Escribió un tratado musical, donde relaciona la creación del mundo como obra musical. La música no es sino el orden que rige a las cosas. La música es como jeroglífico del universo. Esta idea se expresó en sor Juana, quien escribe un libro musical, hoy lamentablemente desaparecido: El caracol.
Kircher se cuidaba de la Inquisición, pues vivía en Roma, ciudad donde habían quemado a Giordano Bruno en 1600 y condenado a Galileo. El neoplatonismo que profesaba el sacerdote jesuita cambió nuestra del mundo. Siempre se dice, arguye Octavio Paz, que el responsable de tamaño cambio fueron Copérnico, Kepler y Galileo, pero según historiadores modernos, Arthur Lovejoy (1873-1962) entre ellos, el verdadero artífice de esa transformación fue el neoplatonismo, corriente de pensamiento perseguida en la Edad Media, pero que resucita con gran ímpetu en el siglo XV. Al negar la Escolástica, dibujó una idea del mundo que se enlaza con la nueva física y cosmografía de la primera modernidad.

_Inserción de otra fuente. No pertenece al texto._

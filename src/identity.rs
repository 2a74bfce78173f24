use std::fmt;

use serde::{Deserialize, Serialize};

pub const SEPARATOR: &str = "_";

/// Per-person grouping key.
///
/// Derived keys concatenate the narrator's name and age. Two different people
/// sharing both collide and are counted as one person; that risk is accepted.
/// When a unique interview identifier is available, build the key with
/// [`PersonId::external`] instead.
#[derive(Debug, Clone, PartialEq, Eq, PartialOrd, Ord, Hash, Serialize, Deserialize)]
#[serde(transparent)]
pub struct PersonId(String);

impl PersonId {
    pub fn derive(name: &str, age: u32) -> Self {
        Self(format!("{}{SEPARATOR}{age}", name.trim()))
    }

    pub fn external(id: impl Into<String>) -> Self {
        Self(id.into())
    }

    pub fn as_str(&self) -> &str {
        &self.0
    }
}

impl fmt::Display for PersonId {
    fn fmt(&self, f: &mut fmt::Formatter<'_>) -> fmt::Result {
        f.write_str(&self.0)
    }
}
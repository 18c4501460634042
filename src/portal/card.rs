use crate::{document::Document, Error, Result};
use regex::Regex;
use std::{fmt, str::FromStr, sync::OnceLock};

/// Validity periods, in months, the portal offers.
pub const VALIDITY_MONTHS: [u8; 8] = [3, 6, 9, 12, 15, 18, 21, 24];

/// Amount ceiling of the card, kept as typed (`42`, `19.90`, `19,90`).
#[derive(Debug, Clone, PartialEq, Eq)]
pub struct Amount(String);

static AMOUNT_PATTERN: OnceLock<Option<Regex>> = OnceLock::new();

fn amount_pattern() -> Option<&'static Regex> {
    AMOUNT_PATTERN
        .get_or_init(|| Regex::new(r"^[0-9]+([.,][0-9]+)?$").ok())
        .as_ref()
}

/// Digits with an optional `.` or `,` decimal part, strictly positive.
#[must_use]
pub fn valid_amount(amount: &str) -> bool {
    let well_formed = amount_pattern().is_some_and(|re| re.is_match(amount));

    well_formed
        && amount
            .replace(',', ".")
            .parse::<f64>()
            .map_or(false, |value| value > 0.0)
}

impl Amount {
    #[must_use]
    pub fn as_str(&self) -> &str {
        &self.0
    }
}

impl FromStr for Amount {
    type Err = String;

    fn from_str(s: &str) -> std::result::Result<Self, Self::Err> {
        let s = s.trim();
        if valid_amount(s) {
            Ok(Self(s.to_string()))
        } else {
            Err("amount must be a number greater than 0".to_string())
        }
    }
}

impl fmt::Display for Amount {
    fn fmt(&self, f: &mut fmt::Formatter<'_>) -> fmt::Result {
        f.write_str(&self.0)
    }
}

/// How long the issued number stays usable.
#[derive(Debug, Clone, Copy, PartialEq, Eq)]
pub struct Validity(u8);

impl Validity {
    /// # Errors
    /// Returns an error if `months` is not one of [`VALIDITY_MONTHS`].
    pub fn new(months: u8) -> std::result::Result<Self, String> {
        if VALIDITY_MONTHS.contains(&months) {
            Ok(Self(months))
        } else {
            Err(format!(
                "validity must be one of {}",
                VALIDITY_MONTHS
                    .iter()
                    .map(u8::to_string)
                    .collect::<Vec<_>>()
                    .join(", ")
            ))
        }
    }

    #[must_use]
    pub const fn months(self) -> u8 {
        self.0
    }
}

impl Default for Validity {
    fn default() -> Self {
        Self(3)
    }
}

impl FromStr for Validity {
    type Err = String;

    fn from_str(s: &str) -> std::result::Result<Self, Self::Err> {
        let months = s
            .trim()
            .parse::<u8>()
            .map_err(|_| format!("invalid validity: {s}"))?;
        Self::new(months)
    }
}

/// A freshly issued single-use card, fields copied verbatim from the portal.
#[derive(Debug, Clone, PartialEq, Eq)]
pub struct IssuedCard {
    pub number: String,
    pub expiry: String,
    pub cvv: String,
    pub owner: String,
}

impl IssuedCard {
    /// # Errors
    /// Returns [`Error::Issuance`] when the page shows the error panel or lacks a field.
    pub fn parse(body: &str) -> Result<Self> {
        let doc = Document::parse(body);
        doc.check_error().map_err(Error::into_issuance)?;

        let card = || -> Result<Self> {
            Ok(Self {
                number: doc.attr("dd#generated-code-dd span[data-drag-txt]", "data-drag-txt")?,
                expiry: doc.text("dl#content-expiration-date dd")?,
                cvv: doc.text("dl#content-cryptogramme span.restricted-only")?,
                owner: doc.text("dl#content-card-owner span.restricted-only")?,
            })
        };

        card().map_err(Error::into_issuance)
    }
}

impl fmt::Display for IssuedCard {
    fn fmt(&self, f: &mut fmt::Formatter<'_>) -> fmt::Result {
        writeln!(f, "Card number : {}", self.number)?;
        writeln!(f, "Expired at  : {}", self.expiry)?;
        writeln!(f, "CVV         : {}", self.cvv)?;
        write!(f, "Owner       : {}", self.owner)
    }
}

Al padre Atanasio Kircher, “Maestro de las cien artes”, seguidor entusiasta de la tradición hermética neoplatónica del Renacimiento, debe vérsele como lo que verdaderamente fue: precursor de la ciencia moderna, una responsabilidad que se nos ha olvidado, lamentablemente. Quizás pese en este jucio valorativo negativo sobre su figura a que su contemporáneo René Descartes lo calificá de “charlatán con una imaginación aberrante”. Tenía entre sus lectores a las eminencias de su siglo: Locke, Huygens, Espinoza o Leibniz; y por supuesto, Descartes. Creía en unicornios, grifos y dragones. Al menos, a su favor hay que decir que negó expresamente la existencia de tortugas aladas y gatos voladores.
Hubo que esperar más de un siglo para que otro hombre tan obsesionado por saberlo todo naciera: el británico Thomas Young (1773-1829), un precursor de la mecánica cuántica del siglo XX. De él hablaremos en otra oportunidad.